For my latest bout of research I decided to look into those two mysterious 1927 film credits on Sonnie Hale's record, "On With the Dance" and "The Parting of the Ways".

I still haven't been able to confirm the existence of "Parting of the Ways" (although the IMDB gives some pretty specific details whih suggest that someone, somewhere, has access to records about it), but I can definitely confirm that "On With the Dance" exists -- and Sonnie was almost certainly in it!
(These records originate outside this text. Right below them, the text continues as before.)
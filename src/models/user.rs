// src/models/user.rs

use std::collections::BTreeMap;

use serde::{Deserialize, Serialize};
use validator::Validate;

use super::family::Dimension;

/// Represents the 'users' table in the database.
#[derive(Debug, Clone, Serialize, Deserialize)]
pub struct User {
    pub id: i64,

    /// Unique username.
    pub username: String,

    /// Argon2 password hash.
    /// Skipped during serialization to prevent leaking sensitive data.
    #[serde(skip)]
    pub password: String,

    /// User role: 'user' or 'admin'.
    pub role: String,

    /// Dominant label of the latest pattern result. Written only by submissions.
    pub learning_pattern: Option<Dimension>,

    /// Dominant label of the latest style result. Written only by submissions.
    pub learning_style: Option<Dimension>,

    pub created_at: chrono::DateTime<chrono::Utc>,
}

/// Insert payload for a user.
#[derive(Debug, Clone)]
pub struct NewUser {
    pub username: String,
    pub password_hash: String,
    pub role: String,
}

/// Latest result of one family, reconstituted for display.
#[derive(Debug, Clone, PartialEq, Serialize)]
pub struct FamilyProfile {
    pub result_id: i64,
    pub test_id: i64,
    pub label: Dimension,
    pub taken_at: chrono::DateTime<chrono::Utc>,
    pub dimension_totals: BTreeMap<Dimension, i64>,
    pub percentages: BTreeMap<Dimension, u32>,
}

/// Latest-result projection for both families. `None` means not yet tested.
#[derive(Debug, Clone, PartialEq, Serialize)]
pub struct LearningProfile {
    pub learning_pattern: Option<FamilyProfile>,
    pub learning_style: Option<FamilyProfile>,
}

/// Aggregated profile data for the current user.
#[derive(Debug, Serialize)]
pub struct MeResponse {
    pub id: i64,
    pub username: String,
    pub role: String,
    pub created_at: chrono::DateTime<chrono::Utc>,
    pub learning_pattern: Option<Dimension>,
    pub learning_style: Option<Dimension>,
    pub profile: LearningProfile,
    pub pattern_results_count: i64,
    pub style_results_count: i64,
}

/// DTO for creating a new user (Registration).
#[derive(Debug, Deserialize, Validate)]
pub struct CreateUserRequest {
    #[validate(length(
        min = 3,
        max = 50,
        message = "Username length must be between 3 and 50 characters."
    ))]
    pub username: String,
    #[validate(length(
        min = 4,
        max = 128,
        message = "Password length must be between 4 and 128 characters."
    ))]
    pub password: String,
}

/// DTO for user login.
#[derive(Debug, Deserialize, Validate)]
pub struct LoginRequest {
    #[validate(length(min = 1, max = 50))]
    pub username: String,
    #[validate(length(min = 1, max = 128))]
    pub password: String,
}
From Bioscope's list of new releases, July 1927:

"On With the Dance" Series
Offered by: Pioneer
Directed by: Harry B. Parkinson
Length: series of twelve, 600 feet each.
Release Date: First week in October (approx)
Type: Interest
Cast: Binnie Hale, Sonnie Hale, Laddie Cliff, Phyllis Monkman, Leslie Henson, Madge Elliott, Cyril Ritchard, Bobby Howes, Sid Tracey, Bessie Hay, Leslie Hatton, Devina and Charles, The Tiller Girls, Annie Croft, etc.
IN BRIEF: Dances by well-known stage stars. Some good slow-motion pictures.
Suitability: Excellent short reel subjects for all houses.

An earlier article ("Pioneer Film Agency announce that they are nearing completion of their 'On With the Dance' Series...") again proclaims that the films "will feature such well-known favourites as Binnie Hale, Sonnie Hale..." So Binnie and Sonnie were not only in the series, they are repeatedly ranked as the top attraction!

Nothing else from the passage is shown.